AQP1 is also known to play a crucial role in the regulation of
macrophage function, particularly in modulating inflammatory responses.
Studies have shown that AQP1 can attenuate macrophage-mediated
inflammation by inhibiting the activation of p38 mitogen-activated
protein kinase (MAPK) pathways, which are critical in the inflammatory
response [32]. This suggests that AQP1 may help maintain a balance
in macrophage polarization, potentially preventing excessive
inflammation that could exacerbate conditions like high myopia and its
associated cataracts [33]. In addition, the polarization of
macrophages towards an M2 phenotype, which is associated with tissue
repair and anti-inflammatory responses, can also be influenced by AQP1
levels [34], which would be beneficial for initial repair but may
also lead to excessive inflammation and fibrosis if not properly
regulated, contributing to cataract formation. We further analyzed AQP1
expression within macrophage subclusters and discovered a notable
increase in the Eye morphogenesis cluster, which was characterized by
high expression of HAVCR1, CPM, and MRC1, indicating potential
collaboration between this cluster and AQP1.

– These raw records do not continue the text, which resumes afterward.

//! `Json` and `Query` extractors whose rejections answer in the
//! `{error: true, message}` shape like every other failure.

use crate::error::ApiError;
use axum::extract::{FromRequest, FromRequestParts};

#[derive(FromRequest)]
#[from_request(via(axum::Json), rejection(ApiError))]
pub struct ApiJson<T>(pub T);

#[derive(FromRequestParts)]
#[from_request(via(axum::extract::Query), rejection(ApiError))]
pub struct ApiQuery<T>(pub T);
use crate::{error::{ApiError, GatewayError}, gateway::GatewayClient, state::AppState};
use axum::{extract::State, Json};
use portal_engine::{assemble, fetch_with_retry, first_account, DashboardSnapshot, RetryPolicy, Upstream};
use serde_json::{Map, Value};
use tracing::{debug, warn};

/// Summary and ledger degrade to `{}` and the three lists to `[]`, so once the
/// account is known the snapshot is always served.
pub async fn dashboard(State(state): State<AppState>) -> Result<Json<DashboardSnapshot>, ApiError> {
    let gw = &state.gateway;
    let accounts = gw.get("/iserver/accounts").await?;
    let account_id = first_account(&accounts).ok_or_else(|| ApiError::Internal("No accounts found.".into()))?;
    debug!(target: "portal", account = %account_id, "assembling dashboard");

    let summary_path = format!("/portfolio/{account_id}/summary");
    let ledger_path = format!("/portfolio/{account_id}/ledger");
    let (summary, ledger) = tokio::join!(gw.get(&summary_path), gw.get(&ledger_path));
    let summary = or_empty_object(summary, "summary");
    let ledger = or_empty_object(ledger, "ledger");

    let trades = list(gw, &state.retry, "/iserver/account/trades").await;
    let orders = list(gw, &state.retry, "/iserver/account/orders").await;
    let positions = list(gw, &state.retry, &format!("/portfolio/{account_id}/positions/0")).await;

    Ok(Json(assemble(account_id, Upstream { summary, ledger, trades, orders, positions })))
}

fn or_empty_object(res: Result<Value, GatewayError>, what: &str) -> Value {
    match res {
        Ok(Value::Null) => Value::Object(Map::new()),
        Ok(v) => v,
        Err(e) => {
            warn!(target: "portal", "{} unavailable: {}", what, e);
            Value::Object(Map::new())
        }
    }
}

async fn list(gw: &GatewayClient, policy: &RetryPolicy, path: &str) -> Value {
    match fetch_with_retry(policy, path, || gw.get(path)).await {
        Ok(v) => v,
        Err(e) => {
            warn!(target: "portal", path, "giving up after retries: {}", e);
            Value::Array(Vec::new())
        }
    }
}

Based on our findings, we postulate that the development of high myopic
cataract could be attributed to a complex interplay of multiple factors,
such as change in the ocular morphology, that disrupt the normal
functioning of macrophages during the progression of high myopia. As a
result, the altered macrophage function could lead to dysregulation in
the expression of AQP1, which disrupt the lens homeostasis, promoting
the onset and progression of cataract. Therefore, our hypothesis
suggests a potential causal link between macrophage dysfunction, altered
AQP1 expression, and the development of high myopic cataract,
highlighting the need for further research to elucidate the underlying
mechanisms and explore potential therapeutic interventions.

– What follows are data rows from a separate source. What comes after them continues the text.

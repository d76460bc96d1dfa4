//! Currency-conversion fallback: amounts and states of the convert-then-retry
//! sequence run when an order is rejected for missing base-currency cash.

use crate::types::Confirmation;
use rust_decimal::Decimal;
use std::{str::FromStr, time::Duration};

const CASH_NEEDED: &str = "CASH NEEDED";

/// Used when the rejection text carries no readable amount.
pub const DEFAULT_NEEDED_CASH: Decimal = Decimal::from_parts(500, 0, 0, false, 0);
/// 5% headroom on top of the reported shortfall.
pub const CONVERSION_BUFFER: Decimal = Decimal::from_parts(105, 0, 0, false, 2);
/// Pause between a filled conversion and resubmitting the original order.
pub const SETTLE_DELAY: Duration = Duration::from_secs(5);

/// Amount following `CASH NEEDED` in a rejection message, thousands separators
/// stripped.
pub fn needed_cash(message: &str) -> Decimal {
    let Some(pos) = message.find(CASH_NEEDED) else { return DEFAULT_NEEDED_CASH };
    let rest = &message[pos + CASH_NEEDED.len()..];
    let is_num = |c: char| c.is_ascii_digit() || c == ',' || c == '.';
    let Some(start) = rest.find(is_num) else { return DEFAULT_NEEDED_CASH };
    let run: String = rest[start..].chars().take_while(|c| is_num(*c)).filter(|c| *c != ',').collect();
    Decimal::from_str(numeric_prefix(&run)).unwrap_or(DEFAULT_NEEDED_CASH)
}

/// Longest prefix reading as a number: stops at a second `.` and drops a
/// trailing one, so a sentence-ending period is not part of the amount.
fn numeric_prefix(run: &str) -> &str {
    let end = match run.match_indices('.').nth(1) {
        Some((second_dot, _)) => second_dot,
        None => run.len(),
    };
    run[..end].trim_end_matches('.')
}

pub fn conversion_amount(needed: Decimal) -> Decimal {
    (needed * CONVERSION_BUFFER).ceil()
}

/// Symbol searched to find the conversion contract, e.g. `USD.EUR`.
pub fn fx_symbol(base_currency: &str) -> String {
    format!("USD.{}", base_currency.trim().to_uppercase())
}

#[derive(Debug, Clone, PartialEq)]
pub enum FxState {
    Idle,
    OrderSubmitted,
    FxRequired { needed: Decimal, suggested: Decimal },
    FxSubmitted,
    RetryOriginal,
    Failed(String),
}

impl FxState {
    /// Where a classified order reply leads. Only an FX rejection opens the
    /// conversion branch; the resubmission never does.
    pub fn after_order(confirmation: &Confirmation) -> Self {
        if confirmation.is_fx {
            let needed = needed_cash(&confirmation.message);
            FxState::FxRequired { needed, suggested: conversion_amount(needed) }
        } else if confirmation.success {
            FxState::Idle
        } else {
            FxState::Failed(confirmation.message.clone())
        }
    }

    pub fn after_retry(confirmation: &Confirmation) -> Self {
        if confirmation.success { FxState::Idle } else { FxState::Failed(confirmation.message.clone()) }
    }

    pub fn is_terminal(&self) -> bool {
        matches!(self, FxState::Idle | FxState::Failed(_))
    }
}

#[cfg(test)]
mod tests {
    use super::*;
    use rust_decimal_macros::dec;

    #[test]
    fn extracts_amount_with_separators() {
        let msg = "Error converting funds from USD to EUR, CASH NEEDED: 1,234.56";
        assert_eq!(needed_cash(msg), dec!(1234.56));
    }

    #[test]
    fn amount_ending_a_sentence() {
        let msg = "Error converting funds from USD to EUR. CASH NEEDED FOR THIS ORDER IS 1,234.56.";
        assert_eq!(needed_cash(msg), dec!(1234.56));
        assert_eq!(needed_cash("CASH NEEDED: 2,000."), dec!(2000));
        assert_eq!(needed_cash("CASH NEEDED: 1.5.7"), dec!(1.5));
    }

    #[test]
    fn falls_back_when_missing() {
        assert_eq!(needed_cash("Insufficient funds"), dec!(500));
        assert_eq!(needed_cash("CASH NEEDED: unknown"), dec!(500));
        assert_eq!(needed_cash("CASH NEEDED. soon"), dec!(500));
    }

    #[test]
    fn match_is_case_sensitive() {
        assert_eq!(needed_cash("cash needed: 42"), dec!(500));
    }

    #[test]
    fn conversion_rounds_up() {
        assert_eq!(conversion_amount(dec!(1000.00)), dec!(1050));
        assert_eq!(conversion_amount(dec!(1234.56)), dec!(1297));
        assert_eq!(conversion_amount(dec!(500)), dec!(525));
    }

    #[test]
    fn symbol_for_base() {
        assert_eq!(fx_symbol("eur"), "USD.EUR");
    }

    #[test]
    fn transitions_from_reply() {
        let fx = Confirmation::fx_required("CASH NEEDED: 1,000.00");
        assert_eq!(FxState::after_order(&fx), FxState::FxRequired { needed: dec!(1000.00), suggested: dec!(1050) });
        assert_eq!(FxState::after_order(&Confirmation::success("ok")), FxState::Idle);
        let failed = FxState::after_order(&Confirmation::failure("Order Failed: x"));
        assert!(failed.is_terminal());
        assert_eq!(FxState::after_retry(&fx), FxState::Failed("CASH NEEDED: 1,000.00".into()));
    }
}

A key limitation of this study is the small sample size, which may
restrict the generalizability of our findings. A larger sample size
would be necessary to confirm the statistical significance and
robustness of our results, allowing for more accurate and reliable
conclusions to be drawn. In addition, the number of proteins that can be
detected by PBA are limited, which prevented us from identifying all
relevant proteins involved in the processes we investigated. Future
research could explore the utilization of more advanced techniques or
platforms, could provide a more comprehensive understanding of the
biological mechanisms at play. Moreover, the potential mechanisms
proposed in our study require further biological validation to confirm
their validity. The markers identified need to undergo clinical
validation to assess their therapeutic potential in real-world settings.
This validation process is crucial for translating our research findings
into practical applications that can benefit patients and improve
clinical outcomes.
In summary, this study investigated the alteration in subpopulation
patterns of single Ti-EVs derived from the lens capsules of patients
with high myopic cataract and age-related cataract by PBA. By analyzing
their protein profiling, we observed a significantly higher abundance of
macrophage-derived Ti-EVs in high myopic cataracts, which strongly
correlates with the AQP1 cluster. The interaction between macrophage and
AQP1 may provide new insights into the underlying mechanisms driving the
progression of high myopic cataracts.